ASSIGNED TASK:
Start at the line below containing "pub type StoreResult<T>" and stop at the line containing "pub type AnomalyResult<T>". Repeat every line of that stretch exactly, and nothing outside it.

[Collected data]
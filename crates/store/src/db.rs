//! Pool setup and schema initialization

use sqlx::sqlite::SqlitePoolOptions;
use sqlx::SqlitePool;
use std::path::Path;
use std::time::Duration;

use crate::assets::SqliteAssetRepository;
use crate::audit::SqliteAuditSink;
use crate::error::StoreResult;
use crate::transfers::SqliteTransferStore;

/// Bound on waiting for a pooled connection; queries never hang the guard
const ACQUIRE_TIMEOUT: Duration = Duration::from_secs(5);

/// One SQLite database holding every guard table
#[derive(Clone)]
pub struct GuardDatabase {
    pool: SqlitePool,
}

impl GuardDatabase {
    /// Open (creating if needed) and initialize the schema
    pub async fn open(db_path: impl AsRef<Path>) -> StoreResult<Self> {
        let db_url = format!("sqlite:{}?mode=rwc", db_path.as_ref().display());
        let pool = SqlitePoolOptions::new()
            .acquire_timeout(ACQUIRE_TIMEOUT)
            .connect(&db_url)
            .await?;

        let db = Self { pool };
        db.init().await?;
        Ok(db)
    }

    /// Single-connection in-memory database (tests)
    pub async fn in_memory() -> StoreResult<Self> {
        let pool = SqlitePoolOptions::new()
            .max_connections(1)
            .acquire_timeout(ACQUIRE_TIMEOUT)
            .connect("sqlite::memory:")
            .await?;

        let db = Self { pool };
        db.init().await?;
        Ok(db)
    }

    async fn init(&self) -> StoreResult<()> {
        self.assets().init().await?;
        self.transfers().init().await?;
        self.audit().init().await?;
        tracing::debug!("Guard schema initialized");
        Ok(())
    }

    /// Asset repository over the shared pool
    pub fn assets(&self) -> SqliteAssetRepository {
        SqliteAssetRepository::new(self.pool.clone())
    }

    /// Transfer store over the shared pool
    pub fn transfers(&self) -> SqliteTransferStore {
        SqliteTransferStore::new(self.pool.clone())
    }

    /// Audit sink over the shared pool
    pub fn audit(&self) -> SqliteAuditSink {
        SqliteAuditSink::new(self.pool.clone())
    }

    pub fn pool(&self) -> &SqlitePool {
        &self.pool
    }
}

* * *

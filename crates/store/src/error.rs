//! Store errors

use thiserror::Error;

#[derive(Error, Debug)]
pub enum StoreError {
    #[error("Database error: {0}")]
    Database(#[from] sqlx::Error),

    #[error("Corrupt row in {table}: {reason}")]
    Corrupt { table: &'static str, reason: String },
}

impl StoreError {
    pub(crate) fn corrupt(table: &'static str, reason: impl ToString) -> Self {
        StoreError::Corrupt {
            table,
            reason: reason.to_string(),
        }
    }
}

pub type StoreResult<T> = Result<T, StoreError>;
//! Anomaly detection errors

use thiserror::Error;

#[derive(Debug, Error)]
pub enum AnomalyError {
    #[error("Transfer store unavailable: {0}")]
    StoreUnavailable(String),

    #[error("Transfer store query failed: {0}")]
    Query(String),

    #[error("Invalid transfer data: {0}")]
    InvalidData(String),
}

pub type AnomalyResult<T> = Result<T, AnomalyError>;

EXERCISE RESPONSE:
pub type StoreResult<T> = Result<T, StoreError>;
//! Anomaly detection errors

use thiserror::Error;

#[derive(Debug, Error)]
pub enum AnomalyError {
    #[error("Transfer store unavailable: {0}")]
    StoreUnavailable(String),

    #[error("Transfer store query failed: {0}")]
    Query(String),

    #[error("Invalid transfer data: {0}")]
    InvalidData(String),
}

pub type AnomalyResult<T> = Result<T, AnomalyError>;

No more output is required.